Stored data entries
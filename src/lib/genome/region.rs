use crate::core::error::{FragError, Result};
use std::fmt;
use std::str::FromStr;

/// Strand of a read or feature.
#[derive(Debug, Clone, Copy, PartialEq, Eq, Hash)]
pub enum Strand {
    Forward,
    Reverse,
}

impl FromStr for Strand {
    type Err = FragError;

    fn from_str(s: &str) -> Result<Self> {
        match s {
            "+" => Ok(Strand::Forward),
            "-" => Ok(Strand::Reverse),
            other => Err(FragError::InvalidInput(format!("invalid strand: {}", other))),
        }
    }
}

impl fmt::Display for Strand {
    fn fmt(&self, f: &mut fmt::Formatter<'_>) -> fmt::Result {
        match self {
            Strand::Forward => write!(f, "+"),
            Strand::Reverse => write!(f, "-"),
        }
    }
}

/// A 0-based, half-open interval on one chromosome.
#[derive(Debug, Clone, PartialEq, Eq, Hash, PartialOrd, Ord)]
pub struct GenomicRange {
    pub chrom: String,
    pub start: u64,
    pub end: u64,
}

impl GenomicRange {
    pub fn new<S: Into<String>>(chrom: S, start: u64, end: u64) -> Self {
        GenomicRange {
            chrom: chrom.into(),
            start,
            end,
        }
    }

    pub fn len(&self) -> u64 {
        self.end.saturating_sub(self.start)
    }

    pub fn is_empty(&self) -> bool {
        self.end <= self.start
    }

    pub fn overlaps(&self, other: &GenomicRange) -> bool {
        self.chrom == other.chrom && self.start < other.end && other.start < self.end
    }
}

impl fmt::Display for GenomicRange {
    fn fmt(&self, f: &mut fmt::Formatter<'_>) -> fmt::Result {
        write!(f, "{}:{}-{}", self.chrom, self.start, self.end)
    }
}

impl FromStr for GenomicRange {
    type Err = FragError;

    /// Parse `chrom:start-end`. Commas in numbers are accepted.
    fn from_str(s: &str) -> Result<Self> {
        let invalid = || FragError::InvalidInput(format!("invalid genomic range: {}", s));
        let (chrom, coords) = s.rsplit_once(':').ok_or_else(invalid)?;
        let (start, end) = coords.split_once('-').ok_or_else(invalid)?;
        let start: u64 = start.replace(',', "").parse().map_err(|_| invalid())?;
        let end: u64 = end.replace(',', "").parse().map_err(|_| invalid())?;
        if chrom.is_empty() || end < start {
            return Err(invalid());
        }
        Ok(GenomicRange::new(chrom, start, end))
    }
}
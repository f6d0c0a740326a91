use anyhow::{anyhow, Context, Result};
use fragtk_lib::genome::ChromSizes;
use fragtk_lib::pipeline::integration::read_batches;
use fragtk_lib::pipeline::preprocess::FragmentStore;
use fragtk_lib::utils;
use log::info;
use once_cell::sync::OnceCell;
use rayon::ThreadPoolBuilder;
use std::io::Write;
use std::path::{Path, PathBuf};

static GLOBAL_RAYON_THREADS: OnceCell<usize> = OnceCell::new();

/// Ensure an output path ends with a gzip-compatible extension.
///
/// If the provided path doesn't already end with `.gz` or `.gzip`, a `.gz`
/// suffix is appended to the filename while preserving the parent directory.
pub fn ensure_gz_path(path: &Path) -> PathBuf {
    if utils::is_gzipped(path) {
        return path.to_path_buf();
    }

    let mut adjusted = path.to_path_buf();
    if let Some(name) = path.file_name().and_then(|n| n.to_str()) {
        adjusted.set_file_name(format!("{}.gz", name));
    } else {
        adjusted.set_extension("gz");
    }
    adjusted
}

/// Configure the global Rayon thread pool exactly once, returning the active
/// worker count. Subsequent calls reuse the first configured pool and emit a
/// warning when the requested thread count differs from the established size.
pub fn configure_global_thread_pool(threads: usize) -> Result<usize> {
    let requested = utils::determine_allowed_cpus(threads)?;

    if let Some(active) = GLOBAL_RAYON_THREADS.get() {
        if *active != requested {
            log::warn!(
                "Rayon global thread pool already initialised with {} threads; ignoring request for {}",
                active,
                requested
            );
        }
        return Ok(*active);
    }

    match ThreadPoolBuilder::new()
        .num_threads(requested)
        .stack_size(2 * 1024 * 1024)
        .build_global()
    {
        Ok(_) => {
            GLOBAL_RAYON_THREADS
                .set(requested)
                .map_err(|_| anyhow!("Failed to record global Rayon thread count"))?;
            Ok(requested)
        }
        Err(err) => {
            // Another caller built the pool first.
            log::debug!("Global Rayon thread pool initialisation skipped: {}", err);
            let fallback = rayon::current_num_threads();
            if fallback != requested {
                log::warn!(
                    "Using existing Rayon pool with {} threads instead of requested {}",
                    fallback,
                    requested
                );
            }
            GLOBAL_RAYON_THREADS.set(fallback).ok();
            Ok(fallback)
        }
    }
}

pub fn load_chrom_sizes(path: &Path) -> Result<ChromSizes> {
    ChromSizes::from_file(path)
        .with_context(|| format!("Failed to read chromosome sizes from {}", path.display()))
}

/// Load an imported fragment file against the given genome.
pub fn load_store(fragments: &Path, chrom_sizes: &Path) -> Result<FragmentStore> {
    let genome = load_chrom_sizes(chrom_sizes)?;
    FragmentStore::load(fragments, genome)
        .with_context(|| format!("Failed to load fragments from {}", fragments.display()))
}

/// One barcode per line, first column of a TSV (gzip aware).
pub fn read_barcode_list(path: &Path) -> Result<Vec<String>> {
    let whitelist = fragtk_lib::fragment::BarcodeWhitelist::from_file(path)
        .with_context(|| format!("Failed to read barcodes from {}", path.display()))?;
    Ok(whitelist.barcodes().to_vec())
}

/// Write one item per line, gzip compressed when the path asks for it.
pub fn write_lines<I, S>(path: &Path, lines: I) -> Result<usize>
where
    I: IntoIterator<Item = S>,
    S: AsRef<str>,
{
    utils::make_parent_dirs(path)?;
    let mut writer = utils::open_for_write(path, utils::Compression::from_path(path))?;
    let mut n = 0;
    for line in lines {
        writeln!(writer, "{}", line.as_ref())?;
        n += 1;
    }
    writer.flush()?;
    Ok(n)
}

/// Restrict `store` to the barcodes listed in a `barcode<TAB>group` table and
/// return the group of every remaining cell, in store order.
pub fn group_cells(store: &mut FragmentStore, groups: &Path) -> Result<Vec<String>> {
    let table = read_batches(groups)
        .with_context(|| format!("Failed to read groups from {}", groups.display()))?;
    let keep: Vec<String> = store
        .barcodes()
        .into_iter()
        .filter(|b| table.contains_key(b))
        .collect();
    if keep.is_empty() {
        return Err(anyhow!(
            "none of the {} cells appear in {}",
            store.n_obs(),
            groups.display()
        ));
    }
    info!(
        "{} of {} cells have a group assignment",
        keep.len(),
        store.n_obs()
    );
    store.retain_barcodes(&keep);
    Ok(store
        .barcodes()
        .iter()
        .filter_map(|b| table.get(b).cloned())
        .collect())
}
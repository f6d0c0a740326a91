//! Per-chromosome interval indexes backed by `rust_lapper`.

use crate::core::error::{FragError, Result};
use crate::core::io::open_for_read;
use crate::genome::GenomicRange;
use bio::io::bed;
use rust_lapper::{Interval, Lapper};
use rustc_hash::FxHashMap;
use std::path::Path;

/// Overlap index over a set of genomic regions, each carrying a value.
#[derive(Debug, Clone)]
pub struct RegionIndex<T: Eq + Clone + Send + Sync> {
    chroms: FxHashMap<String, Lapper<u64, T>>,
    len: usize,
}

impl<T: Eq + Clone + Send + Sync> RegionIndex<T> {
    pub fn from_ranges<I>(ranges: I, merge: bool) -> Self
    where
        I: IntoIterator<Item = (GenomicRange, T)>,
    {
        let mut intervals: FxHashMap<String, Vec<Interval<u64, T>>> = FxHashMap::default();
        for (range, val) in ranges {
            intervals.entry(range.chrom).or_default().push(Interval {
                start: range.start,
                stop: range.end,
                val,
            });
        }

        let mut len = 0;
        let chroms = intervals
            .into_iter()
            .map(|(chrom, ivs)| {
                let mut lapper = Lapper::new(ivs);
                if merge {
                    lapper.merge_overlaps();
                }
                len += lapper.len();
                (chrom, lapper)
            })
            .collect();
        RegionIndex { chroms, len }
    }

    pub fn is_overlapped(&self, chrom: &str, start: u64, end: u64) -> bool {
        self.chroms
            .get(chrom)
            .map_or(false, |lapper| lapper.find(start, end).next().is_some())
    }

    /// Values of all regions overlapping `[start, end)`.
    pub fn find<'a>(
        &'a self,
        chrom: &str,
        start: u64,
        end: u64,
    ) -> impl Iterator<Item = &'a Interval<u64, T>> + 'a {
        self.chroms
            .get(chrom)
            .into_iter()
            .flat_map(move |lapper| lapper.find(start, end))
    }

    pub fn len(&self) -> usize {
        self.len
    }

    pub fn is_empty(&self) -> bool {
        self.len == 0
    }
}

/// Read BED regions in file order (gzip aware).
pub fn read_bed_regions<P: AsRef<Path>>(path: P) -> Result<Vec<GenomicRange>> {
    let path = path.as_ref();
    if !path.exists() {
        return Err(FragError::FileNotFound(path.display().to_string()));
    }
    let mut reader = bed::Reader::new(open_for_read(path)?);
    let mut regions = Vec::new();
    for (i, record) in reader.records().enumerate() {
        let record = record.map_err(|e| FragError::parse(i + 1, e.to_string()))?;
        if record.end() < record.start() {
            return Err(FragError::parse(i + 1, "BED record has end < start"));
        }
        regions.push(GenomicRange::new(record.chrom(), record.start(), record.end()));
    }
    Ok(regions)
}

impl RegionIndex<()> {
    /// Build a merged presence index, e.g. for blacklists.
    pub fn from_bed<P: AsRef<Path>>(path: P) -> Result<Self> {
        let regions = read_bed_regions(path)?;
        Ok(RegionIndex::from_ranges(
            regions.into_iter().map(|r| (r, ())),
            true,
        ))
    }
}

impl RegionIndex<usize> {
    /// Index regions by their position in `regions`.
    pub fn enumerated(regions: &[GenomicRange]) -> Self {
        RegionIndex::from_ranges(
            regions.iter().cloned().enumerate().map(|(i, r)| (r, i)),
            false,
        )
    }
}
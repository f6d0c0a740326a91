use lazy_static::lazy_static;
use serde::Serialize;

/// Number of bytes in a gigabyte.
pub const BYTES_IN_A_GIGABYTE: usize = 1024 * 1024 * 1024;

/// A modifier applied to the channel size formula: `(BYTES_IN_A_GIGABYTE * modifier) * threads / size_of(R::P)`.
pub const CHANNEL_SIZE_MODIFIER: f64 = 0.15;

/// Ideal number of basepairs each worker receives. Total bp in memory at one time ≈ `threads * chunksize`.
pub const CHUNKSIZE: u64 = 1_000_000;

lazy_static! {
    /// [`CHUNKSIZE`] as a string.
    pub static ref CHUNKSIZE_STR: String = CHUNKSIZE.to_string();
}

/// Trait defining how genomic regions are processed.
pub trait RegionProcessor {
    /// The type returned when processing a region.
    type P: 'static + Send + Sync + Serialize;

    /// Process the region `start..stop` (0-based, half-open) of the chromosome
    /// with index `tid` in the executor's [`ChromSizes`](crate::genome::ChromSizes).
    fn process_region(&self, tid: u32, start: u64, stop: u64) -> Vec<Self::P>;
}
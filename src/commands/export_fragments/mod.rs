mod args;

use anyhow::Result;
use fragtk_lib::pipeline::export::export_fragments;
use log::info;

use crate::commands::common;

pub use args::{ExportFragmentsArgs, ExportFragmentsConfig};

/// Execute the `export-fragments` command end-to-end.
pub fn run_export_fragments(args: ExportFragmentsArgs) -> Result<()> {
    let config: ExportFragmentsConfig = args.into();
    config.validate()?;
    common::configure_global_thread_pool(config.threads)?;

    let mut store = common::load_store(&config.fragments, &config.chrom_sizes)?;
    let group_by = common::group_cells(&mut store, &config.groups)?;

    let files = export_fragments(&store, &group_by, &config.out_dir, &config.options)?;
    for (group, path) in &files {
        info!("{} -> {:?}", group, path);
    }
    info!("Exported {} groups to {:?}", files.len(), config.out_dir);
    Ok(())
}
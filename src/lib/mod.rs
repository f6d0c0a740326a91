//! fragtk: single-cell chromatin accessibility toolkit
//!
//! fragtk is a parallel toolkit for single-cell ATAC-seq fragment files.
//! The library provides functionality for:
//! 1. Importing fragment files with per-cell quality control and cell calling
//! 2. Building tile, peak and gene count matrices and writing them as AnnData
//! 3. Doublet scoring and batch integration of embeddings
//! 4. Exporting grouped fragment files and binned coverage tracks
//!
//! # Modules
//!
//! The main modules are:
//! - [`core`]: errors, IO, concurrency and sparse matrix helpers
//! - [`genome`]: chromosome sizes, genomic ranges, interval indexes and gene annotation
//! - [`fragment`]: fragment records, streaming reader and barcode whitelists
//! - [`engine`]: parallel genomic range executor, linear algebra and kNN
//! - [`pipeline`]: preprocessing, matrices, doublets, integration and export
//! - [`catalog`]: index of the public operations
//! - [`utils`]: re-exports of commonly used helpers

pub mod catalog;
pub mod core;
pub mod engine;
pub mod fragment;
pub mod genome;
pub mod pipeline;
pub mod utils;

pub use crate::core::error::{FragError, Result};

pub mod prelude {
    pub use crate::core::prelude::*;
    pub use crate::fragment::{BarcodeWhitelist, Fragment, FragmentReader};
    pub use crate::genome::{ChromSizes, GenomicRange, RegionIndex};
    pub use crate::pipeline::prelude::*;
}
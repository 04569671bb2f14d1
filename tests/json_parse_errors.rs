//! Purpose: Regression coverage for parse-failure category mapping.
//! Exports: Integration tests only.
//! Role: Verify stable category labels used by decode diagnostics.
//! Invariants: Category mapping remains deterministic for representative messages.
//! Invariants: Tests avoid payload leakage; assertions target category/hint text only.
//! Notes: Uses source include to exercise internal helper logic without widening API surface.

#[path = "../src/json/parse.rs"]
mod parse;

use parse::ParseFailureCategory;
use serde_json::Value;

#[test]
fn category_mapping_is_deterministic_for_representative_messages() {
    let cases = [
        ("unexpected end of input", ParseFailureCategory::Syntax),
        ("Syntax error at character 5", ParseFailureCategory::Syntax),
        ("early end of stream", ParseFailureCategory::Syntax),
        ("number out of range", ParseFailureCategory::NumericRange),
        ("integer overflow while parsing", ParseFailureCategory::NumericRange),
        ("invalid UTF-8 sequence", ParseFailureCategory::Utf8),
        (
            "recursion limit exceeded while parsing",
            ParseFailureCategory::DepthLimit,
        ),
    ];

    for (message, category) in cases {
        assert_eq!(parse::categorize_message(message), category, "{message}");
    }
}

#[test]
fn unknown_category_fallback_is_stable() {
    assert_eq!(
        parse::categorize_message("opaque parser issue"),
        ParseFailureCategory::Unknown
    );
}

#[test]
fn from_str_accepts_valid_and_rejects_malformed_documents() {
    let value: Value = parse::from_str(r#"{"a":1,"b":"ok"}"#).expect("valid JSON");
    assert_eq!(value.get("a").and_then(Value::as_i64), Some(1));

    parse::from_str::<Value>(r#"{"a":}"#).expect_err("malformed JSON");
    parse::from_str::<Value>("").expect_err("empty input");
}

#[test]
fn hint_contains_category_and_context() {
    let err = parse::from_str::<Value>(r#"{"a":}"#).expect_err("malformed JSON");
    let hint = parse::hint_for_error(&err, "test.context");
    assert!(hint.starts_with("parse category: "));
    assert!(hint.contains("(context: test.context)"));
}

#[test]
fn category_labels_are_stable() {
    let cases = [
        (ParseFailureCategory::Syntax, "syntax"),
        (ParseFailureCategory::NumericRange, "numeric-range"),
        (ParseFailureCategory::Utf8, "utf-8"),
        (ParseFailureCategory::DepthLimit, "depth-limit"),
        (ParseFailureCategory::Unknown, "unknown"),
    ];
    for (category, label) in cases {
        assert_eq!(category.label(), label);
    }
}
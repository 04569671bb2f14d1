// Scaffold handlers for the supported commands. Each handler is a pure
// function from validated options (plus, for additive commands, the incoming
// universe) to the universe returned on the wire.
use crate::core::error::{Error, ErrorKind};
use crate::core::options::{CreateApiOptions, InitOptions, LICENSE_APACHE2};
use crate::core::universe::Universe;

pub const LICENSE_PATH: &str = "LICENSE";
pub const MAIN_PATH: &str = "main";

const APACHE2_NOTICE: &str = r#"Licensed under the Apache License, Version 2.0 (the "License");
you may not use this file except in compliance with the License.
You may obtain a copy of the License at

    http://www.apache.org/licenses/LICENSE-2.0

Unless required by applicable law or agreed to in writing, software
distributed under the License is distributed on an "AS IS" BASIS,
WITHOUT WARRANTIES OR CONDITIONS OF ANY KIND, either express or implied.
See the License for the specific language governing permissions and
limitations under the License.
"#;

/// Bootstraps a project universe. The host's accumulated universe does not
/// survive init; the command defines the project from a clean slate.
pub fn init(options: &InitOptions) -> Universe {
    let mut universe = Universe::new();
    if options.license == LICENSE_APACHE2 {
        universe.insert(LICENSE_PATH, APACHE2_NOTICE);
    }
    universe.insert(MAIN_PATH, render_main(&options.domain));
    universe
}

/// Adds one GVK type definition to the incoming universe. Existence is a
/// universe-key lookup; the plugin never consults real storage.
pub fn create_api(options: &CreateApiOptions, mut universe: Universe) -> Result<Universe, Error> {
    let path = types_path(options);
    if universe.contains(&path) {
        return Err(Error::new(ErrorKind::Conflict)
            .with_message("gvk definition must not exist")
            .with_command("create api")
            .with_hint(format!(
                "The universe already holds `{path}`. Pick a different --kind or --version."
            )));
    }
    universe.insert(path, render_types(options));
    Ok(universe)
}

pub fn types_path(options: &CreateApiOptions) -> String {
    format!(
        "api/{}/{}_types.py",
        options.version,
        options.kind.to_lowercase()
    )
}

fn render_main(domain: &str) -> String {
    format!(
        r#"#!/usr/bin/env python3


def main():
    print("Hello, {domain}!")


if __name__ == "__main__":
    main()
"#
    )
}

fn render_types(options: &CreateApiOptions) -> String {
    format!(
        r#"class {kind}:
    group = "{group}"
    version = "{version}"
    kind = "{kind}"

    def __init__(self, name, namespace):
        self.name = name
        self.namespace = namespace
"#,
        kind = options.kind,
        group = options.group,
        version = options.version,
    )
}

THE PROBLEM: Look above for the line containing "GLOBAL_RAYON_THREADS.set(fallback).ok();" and the line containing "TSV (gzip aware).". Transcribe both, with the lines between them, exactly.

RESULT OF THIS EXERCISE:
            GLOBAL_RAYON_THREADS.set(fallback).ok();
            Ok(fallback)
        }
    }
}

pub fn load_chrom_sizes(path: &Path) -> Result<ChromSizes> {
    ChromSizes::from_file(path)
        .with_context(|| format!("Failed to read chromosome sizes from {}", path.display()))
}

/// Load an imported fragment file against the given genome.
pub fn load_store(fragments: &Path, chrom_sizes: &Path) -> Result<FragmentStore> {
    let genome = load_chrom_sizes(chrom_sizes)?;
    FragmentStore::load(fragments, genome)
        .with_context(|| format!("Failed to load fragments from {}", fragments.display()))
}

/// One barcode per line, first column of a TSV (gzip aware).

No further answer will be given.